Les exercices sont : SkiErg, Sled Push (poussée de traîneau), Sled Pull (traction de traîneau), Burpee Broad Jump (sauts Burpee), rameur, Farmer’s Carry (port du fermier), Sandbag Lunges (fentes avec sac de sable) et Wall Balls (lancers de médecine-ball).
Les distances parcourues aussi bien en course qu’aux exercices restent les mêmes, mais le poids varie selon la catégorie (Pro ou normale) et selon le sexe (homme ou femme). Lors de la compétition, beaucoup choisissent de débuter en catégorie doubles car cela permet de répartir les tâches et de se reposer un peu entre les exercices. Cependant, pour Toral, qui concourt dans les deux formats, ce repos, bien qu’il existe, est à peine perceptible. «La principale différence, c’est que dans l’individuel tu fais tout toi-même et, en doubles, les exercices se partagent», rappelle-t-il. Cela peut faire du Doubles quelque peu plus facile, mais la réalité est que, au niveau où nous en sommes, ce n’est pas le cas. En réalité, «maintenir le rythme de ton partenaire rend l’effort encore plus agonisant», car il faut donner tout ce que l’on a, et les secondes de repos supposées ne suffisent pas pour récupérer. Dans le cas d’une compétition en solo, «il faut être plus stratège et intelligent, surtout en course».
Conseils pour s’améliorer
Concernant les exercices qui composent Hyrox, Toral considère le SkiErg et le Row (rameur) comme ses alliés puisqu’« ils constituent des entraînements d’endurance », quelque chose dans lequel il excelle, avec la course, venant du monde de l’athlétisme. En revanche, les redoutés burpees restent les plus détestés, surtout en raison de leur hauteur, ce qui les rend plus difficiles pour lui.

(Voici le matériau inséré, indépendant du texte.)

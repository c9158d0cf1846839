//! Whitespace and comment skipping.

use quill_util::DiagnosticCode;

use crate::Scanner;

impl<'src, 'h> Scanner<'src, 'h> {
    /// Skips spaces, tabs, carriage returns and line feeds.
    pub(crate) fn skip_whitespace(&mut self) {
        self.cursor
            .eat_while(|c| matches!(c, ' ' | '\t' | '\r' | '\n'));
    }

    /// Skips a `--` comment up to, not including, the next line feed.
    pub(crate) fn skip_line_comment(&mut self) {
        self.cursor.eat_while(|c| c != '\n');
    }

    /// Skips a `{- ... -}` block comment.
    ///
    /// Block comments do not nest: the first `-}` closes the comment.
    pub(crate) fn skip_block_comment(&mut self) {
        self.cursor.advance();
        self.cursor.advance();

        loop {
            if self.cursor.is_at_end() {
                let diagnostic = self
                    .error(
                        DiagnosticCode::E_LEXER_UNTERMINATED_COMMENT,
                        "unterminated block comment",
                    )
                    .help("close the comment with `-}`");
                self.report(diagnostic);
                return;
            }

            if self.cursor.current_char() == '-' && self.cursor.peek_char() == '}' {
                self.cursor.advance();
                self.cursor.advance();
                return;
            }

            self.cursor.advance();
        }
    }
}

Selon Toral, parmi tous les exercices qui composent Hyrox, le plus important, sans aucun doute, est la course. En effet, c’est ici que l’amélioration est la plus possible.
« La performance à Hyrox peut être abaissée en s’entraînant spécifiquement, en s’entraînant beaucoup à la course, et surtout en s’entraînant à gérer la fatigue que génèrent les exercices pour sortir courir ». Lorsque le corps « s’habitue à gérer cette fatigue, c’est là que l’on peut tirer le meilleur de sa performance ». Cela dit, pour être bon à Hyrox « il faut avoir une très grande capacité à souffrir ».
En dehors de cela, le conseil de Toral pour quelqu’un qui débute et souhaite compétitionner à Hyrox est de « prendre du plaisir, d’y aller petit à petit et de ne pas se comparer aux meilleurs, du moins au début ».
Le grand avantage de Hyrox par rapport à d’autres sports ou disciplines, comme le CrossFit, est qu’il est composé d’exercices que tout le monde peut réaliser, mais en plus, « il est très amusant à entraîner », ajoute-t-il, surtout « si l’on le fait en groupe », même si, pour Toral, « s’entraîner seul donne une force mentale incroyable ».
À propos de l'auteur
Dr Jean-Pascal Del Bano
Médecin spécialiste en biologie clinique, cofondateur du groupe Le Guide Santé, le Dr Jean-Pascal Del Bano est le directeur de la rédaction du site Le Guide Santé. Après un parcours dans divers domaines complémentaires de la santé (laboratoire de biologie médicale, direction médicale de cliniques, centre de rééducation cardiaque), il a acquis une très bonne connaissance du monde de la santé et notamment du secteur hospitalier. Le Dr Del Bano a également été médecin responsable du traitement de données de plusieurs palmarès des hôpitaux édités dans la presse écrite et numérique.